Deeper lessons of Bharti/MTN dual listing


Financial Express, 5 October 2009


Reliance Infocomm and Bharti have both explored the possibility of a merger with MTN, the African telecom giant that is headquartered in South Africa. There are strong synergies in such a deal. Indian telecom companies are the world leaders in offering low cost services, and these skills would yield competitive advantage when applied in Africa. And yet, it is better to go from the foundation of MTN -- with a huge subscriber base in Africa -- instead of going into the countries of Africa and starting from scratch.

While a one-sided transaction (of Bharti purchasing MTN or of MTN purchasing Bharti) is feasible, the relative sizes of the firms suggests that the best path is a merger. A new unified firm would emerge. All existing shareholders would get shares in the merged company. The trading in both India and South Africa should continue as it has for the two erstwhile companies. In other words, it makes sense for the new company -- Bharti-MTN -- to continue to obtain equity capital from the combined base of shareholders of both countries as the two components had obtained pre-merger.

This requires a concept called "dual listing" where one company is listed in two countries. This is commonplace in the world. However, it runs afoul of India's capital controls.

This example illustrates the continuing collision between the growing sophistication of the Indian economy and the existing framework of capital controls. This story has been played out in many countries across the world. As a country obtains ecconomic growth, and obtains a certain critical mass of a capable corporations and financial system, capital controls interfere with the process of economic growth. All countries that faced these problems have responded by dismantling capital controls.

The Bharti-MTN story is in the limelight today. But a deeper problem has been brewing for a long time. Indian companies like Tata Steel compete on the global market for steel. Capital and financial services are crucial for determining their competitiveness. When India runs a policy framework which interferes with the ability of Tata Motors to obtain the lowest cost equity or debt capital, or the best risk management services, this interferes with India's growth. High GDP growth requires embracing globalisation, which involves rethinking the old arrangements for capital controls, financial sector policy and monetary policy.

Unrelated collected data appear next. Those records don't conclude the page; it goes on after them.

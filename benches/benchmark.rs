use std::collections::HashMap;

use criterion::{black_box, criterion_group, criterion_main, Criterion};
use observe_earth::processing::{Evaluator, IndexRegistry};
use observe_earth::{BandRole, GeoInfo, IndexResult, RasterBand};

const SIZE: (usize, usize) = (1024, 1024);

fn synthetic_band(base: f32, period: usize) -> RasterBand {
    let values = (0..SIZE.0 * SIZE.1)
        .map(|i| base + (i % period) as f32)
        .collect();
    RasterBand::from_vec(SIZE, values, GeoInfo::default())
}

/// Benchmark NDVI evaluation over a 1024 x 1024 scene
fn benchmark_ndvi_evaluation(c: &mut Criterion) {
    let registry = IndexRegistry::with_defaults();
    let evaluator = Evaluator::new(&registry);

    // simulating NIR and RED reflectances
    let bands = HashMap::from([
        (BandRole::Nir, synthetic_band(5000.0, 100)),
        (BandRole::Red, synthetic_band(2500.0, 50)),
    ]);

    c.bench_function("ndvi_evaluation", |b| {
        b.iter(|| evaluator.evaluate(black_box("NDVI"), black_box(&bands)))
    });
}

/// Benchmark the statistics pass over an evaluated result
fn benchmark_statistics(c: &mut Criterion) {
    let pixels = (0..SIZE.0 * SIZE.1)
        .map(|i| (i % 7 != 0).then(|| (i % 200) as f32 / 100.0 - 1.0))
        .collect();
    let result = IndexResult::from_pixels("NDVI", SIZE, pixels, GeoInfo::default()).unwrap();

    c.bench_function("index_statistics", |b| b.iter(|| black_box(&result).statistics()));
}

criterion_group!(benches, benchmark_ndvi_evaluation, benchmark_statistics);
criterion_main!(benches);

One dimension of India's capital controls that merits concern is the gulf between the perspective of large firms and small firms. When Bharti faces a problem with because dual listing is difficult, it has the heft to bring this to the attention of policy makers and the media. Big companies are able to pound the corridors of RBI seeking relaxations in capital controls, hire expensive lawyers to find loopholes in capital controls and find ways to get around constraints in order to get transactions done. When India is less integrated into the global financial system, this damages debt or equity investment into small companies, but it does little damage debt or equity investment into prominent firms like Tata Steel who are on the radar of the global financial system.

These factors drive a wedge between the corporate financial structure of the top 100 companies (roughly speaking, the members of Nifty and Nifty Junior) as compared with the remaining 100,000 companies in India. The top 100 companies are able to raise equity and debt capital from overseas, get their risk management done, and access international financial services from the best financial firms in the world. The remaining 100,000 firms get the brunt of the low quality financial services that the Indian financial system doles out. This is unfair and it is inefficient for the Indian economy. It eases the life of the big 100 companies who are then subject to less competitive pressure from everyone else. It results in suboptimal utilisation of resources by almost all firms, and lowers GDP growth.

There are three alternative approaches which the policy establishment can take when faced with these problems. The first consists of comprehensively taking stock of where we stand, and reforming the financial / monetary arrangements. While this is the best way to proceed, all too often, in India we take the cynical approach of thinking that comprehensive solutions are out of reach.

The second best approach is one of rapidly responding to these problems as and when they surface. When the Bharti/MTN transaction appears to be shaping up as a dual listing, MOF would rapidly swing into action and come up with all the incremental reforms (both legislative and non-legislative) required to enable dual listings. This is hard. And, there is a danger in this approach, of responding excessively to the political pressures that go along with high profile transactions, and not looking at deeper economic policy problems.

The worst possible approach that can be taken is that of sitting tight and smugly asserting that there is nothing wrong with the way India works today.